2016 book by Tim Burgess

Tim Book Two: Vinyl Adventures from Istanbul to San Francisco is a 2016 book by Tim Burgess, about him traveling around the world to find specific albums on vinyl.

==Background and writing==
Tim Burgess of the Charlatans released his first book, Telling Stories, in April 2012. It told the history of that band as they experienced the Madchester and Britpop movements in the 1990s. While promoting the book, Burgess said he had been writing notes for a follow-up, tentatively titled Tim Book Two. He began working on it in earnest following him becoming father, the death of drummer John Brookes in August 2013 and the band working on what would become the 12th studio album Modern Nature (2015). Following the success of Telling Stories and Modern Nature, publisher Faber & Faber became attached to the project, who were expecting it to be completed by May 2015.

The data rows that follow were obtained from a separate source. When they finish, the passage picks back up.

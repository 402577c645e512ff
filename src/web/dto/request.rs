//! Request DTOs for the HTTP API.

use serde::Deserialize;

/// Default number of articles returned per page.
pub const DEFAULT_ARTICLE_LIMIT: i64 = 50;

/// Largest page of articles a client may request.
pub const MAX_ARTICLE_LIMIT: i64 = 200;

/// OAuth callback query.
#[derive(Debug, Deserialize)]
pub struct CallbackQuery {
    /// State issued by the login endpoint.
    pub state: String,
    /// Authorization code from the provider.
    pub code: String,
}

/// Subscribe request.
#[derive(Debug, Deserialize)]
pub struct SubscribeRequest {
    /// Feed URL.
    pub url: String,
}

/// Article listing query.
#[derive(Debug, Default, Deserialize)]
pub struct ArticlesQuery {
    /// Maximum number of articles.
    #[serde(default)]
    pub limit: Option<i64>,
}

impl ArticlesQuery {
    /// Requested limit, clamped to the allowed range.
    pub fn limit(&self) -> i64 {
        self.limit
            .unwrap_or(DEFAULT_ARTICLE_LIMIT)
            .clamp(1, MAX_ARTICLE_LIMIT)
    }
}

/// Read state change.
#[derive(Debug, Deserialize)]
pub struct ReadStateRequest {
    /// New read state.
    pub read: bool,
}

/// Star state change.
#[derive(Debug, Deserialize)]
pub struct StarStateRequest {
    /// New starred state.
    pub starred: bool,
}

#[cfg(test)]
mod tests {
    use super::*;

    #[test]
    fn test_articles_query_limit() {
        assert_eq!(ArticlesQuery::default().limit(), DEFAULT_ARTICLE_LIMIT);
        assert_eq!(ArticlesQuery { limit: Some(0) }.limit(), 1);
        assert_eq!(ArticlesQuery { limit: Some(10_000) }.limit(), MAX_ARTICLE_LIMIT);
        assert_eq!(ArticlesQuery { limit: Some(20) }.limit(), 20);
    }
}
//! Feeds, subscriptions and articles.

mod store;
mod types;

pub use store::{FeedStore, SqliteFeedStore};
pub use types::{
    Article, Feed, FetchValidators, FetchedMeta, NewArticle, ReadTransition, Subscription,
};
//! Database module for feedgate.
//!
//! This module provides the SQLite connection pool and migration management.
//! Stores for sessions, users and feeds borrow the pool from [`Database`].

mod schema;
mod user;

pub use schema::MIGRATIONS;
pub use user::{SqliteUserStore, User, UserStore};

use std::path::Path;
use std::str::FromStr;
use std::time::Duration;

use sqlx::sqlite::{SqliteConnectOptions, SqliteJournalMode, SqlitePoolOptions};
use sqlx::SqlitePool;
use tracing::{debug, info};

use crate::Result;

/// Connection pool type used by every store.
pub type DbPool = SqlitePool;

/// Database wrapper for managing the SQLite pool and migrations.
#[derive(Clone)]
pub struct Database {
    pool: DbPool,
}

impl Database {
    /// Open a database at the specified path.
    ///
    /// If the database file doesn't exist, it will be created.
    /// Migrations are automatically applied.
    pub async fn open(path: impl AsRef<Path>) -> Result<Self> {
        let path = path.as_ref();
        info!("Opening database at {:?}", path);

        // Create parent directories if they don't exist
        if let Some(parent) = path.parent() {
            if !parent.as_os_str().is_empty() && !parent.exists() {
                std::fs::create_dir_all(parent)?;
            }
        }

        let options = SqliteConnectOptions::new()
            .filename(path)
            .create_if_missing(true)
            .foreign_keys(true)
            .journal_mode(SqliteJournalMode::Wal)
            .busy_timeout(Duration::from_secs(5));

        let pool = SqlitePoolOptions::new()
            .max_connections(8)
            .connect_with(options)
            .await?;

        let db = Self { pool };
        db.migrate().await?;

        Ok(db)
    }

    /// Open an in-memory database for testing.
    ///
    /// A single connection keeps every query on the same in-memory database.
    pub async fn open_in_memory() -> Result<Self> {
        debug!("Opening in-memory database");
        let options = SqliteConnectOptions::from_str("sqlite::memory:")?.foreign_keys(true);

        let pool = SqlitePoolOptions::new()
            .max_connections(1)
            .idle_timeout(None)
            .max_lifetime(None)
            .connect_with(options)
            .await?;

        let db = Self { pool };
        db.migrate().await?;

        Ok(db)
    }

    /// Get a reference to the connection pool.
    pub fn pool(&self) -> &DbPool {
        &self.pool
    }

    /// Get the current schema version.
    pub async fn schema_version(&self) -> Result<i64> {
        if !self.table_exists("schema_version").await? {
            return Ok(0);
        }

        let version: i64 =
            sqlx::query_scalar("SELECT COALESCE(MAX(version), 0) FROM schema_version")
                .fetch_one(&self.pool)
                .await?;

        Ok(version)
    }

    /// Apply pending migrations.
    pub async fn migrate(&self) -> Result<()> {
        let current_version = self.schema_version().await?;

        if current_version as usize >= MIGRATIONS.len() {
            debug!("Database is up to date (version {})", current_version);
            return Ok(());
        }

        info!(
            "Migrating database from version {} to {}",
            current_version,
            MIGRATIONS.len()
        );

        sqlx::query(
            "CREATE TABLE IF NOT EXISTS schema_version (
                version     INTEGER PRIMARY KEY,
                applied_at  TEXT NOT NULL DEFAULT (datetime('now'))
            )",
        )
        .execute(&self.pool)
        .await?;

        for (i, migration) in MIGRATIONS.iter().enumerate().skip(current_version as usize) {
            let version = (i + 1) as i64;
            info!("Applying migration v{}", version);

            let mut tx = self.pool.begin().await?;
            sqlx::raw_sql(migration).execute(&mut *tx).await?;
            sqlx::query("INSERT INTO schema_version (version) VALUES (?)")
                .bind(version)
                .execute(&mut *tx)
                .await?;
            tx.commit().await?;

            debug!("Migration v{} applied successfully", version);
        }

        info!(
            "Database migration complete (now at version {})",
            MIGRATIONS.len()
        );
        Ok(())
    }

    /// Check if a table exists.
    pub async fn table_exists(&self, table_name: &str) -> Result<bool> {
        let exists: bool = sqlx::query_scalar(
            "SELECT EXISTS(SELECT 1 FROM sqlite_master WHERE type='table' AND name=?)",
        )
        .bind(table_name)
        .fetch_one(&self.pool)
        .await?;
        Ok(exists)
    }

    /// Close the pool, waiting for connections to be returned.
    pub async fn close(&self) {
        self.pool.close().await;
    }
}

impl std::fmt::Debug for Database {
    fn fmt(&self, f: &mut std::fmt::Formatter<'_>) -> std::fmt::Result {
        f.debug_struct("Database").finish()
    }
}

#[cfg(test)]
mod tests {
    use super::*;

    #[tokio::test]
    async fn test_open_in_memory() {
        let db = Database::open_in_memory().await.unwrap();
        assert!(db.schema_version().await.unwrap() > 0);
    }

    #[tokio::test]
    async fn test_migrations_applied() {
        let db = Database::open_in_memory().await.unwrap();

        let version = db.schema_version().await.unwrap();
        assert_eq!(version as usize, MIGRATIONS.len());
    }

    #[tokio::test]
    async fn test_tables_exist() {
        let db = Database::open_in_memory().await.unwrap();

        for table in [
            "schema_version",
            "users",
            "sessions",
            "feeds",
            "subscriptions",
            "articles",
            "article_states",
        ] {
            assert!(db.table_exists(table).await.unwrap(), "missing {table}");
        }
        assert!(!db.table_exists("nonexistent").await.unwrap());
    }

    #[tokio::test]
    async fn test_foreign_keys_enabled() {
        let db = Database::open_in_memory().await.unwrap();

        let fk_enabled: i64 = sqlx::query_scalar("PRAGMA foreign_keys")
            .fetch_one(db.pool())
            .await
            .unwrap();
        assert_eq!(fk_enabled, 1);
    }

    #[tokio::test]
    async fn test_open_file_database() {
        let temp_dir = tempfile::tempdir().unwrap();
        let db_path = temp_dir.path().join("nested").join("test.db");

        {
            let db = Database::open(&db_path).await.unwrap();
            assert!(db.table_exists("feeds").await.unwrap());
            db.close().await;
        }

        // Reopen: migrations are not reapplied
        let db = Database::open(&db_path).await.unwrap();
        assert_eq!(
            db.schema_version().await.unwrap() as usize,
            MIGRATIONS.len()
        );
        db.close().await;
    }
}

Burgess initially envisioned his second book to be a miscellany, before his focus shifted to vinyl records, which had more meaning to him. He amassed a collection of around 3,000 records, having started buying them in 1975. He then thought that if he could have "someone to recommend them I can write about what they mean to me, and what the record means to them". Burgess previously bought albums based solely on the artwork, regardless if he knew the music beforehand. Burgess eventually finished the book in December 2015.

==Content and publication==
When people would ask Burgess what his second book would be called, he would reply with "Tim Book Two" sarcastically, not expecting to take him seriously. It was a homophone of Timbuktu, a city in Mali, which Burgess said "always been used to suggest somewhere far away, hard to get to and, generally, not round here". In Tim Book Two: Vinyl Adventures from Istanbul to San Francisco, Burgess contacted people he admired and asked them to propose an album that he should buy while traveling. Discussing the vinyl format specifically, he said: "You can tell a lot from the music people recommend for you, not just their all time favourite LP but maybe a hidden gem in their collection or something they think you might not have heard."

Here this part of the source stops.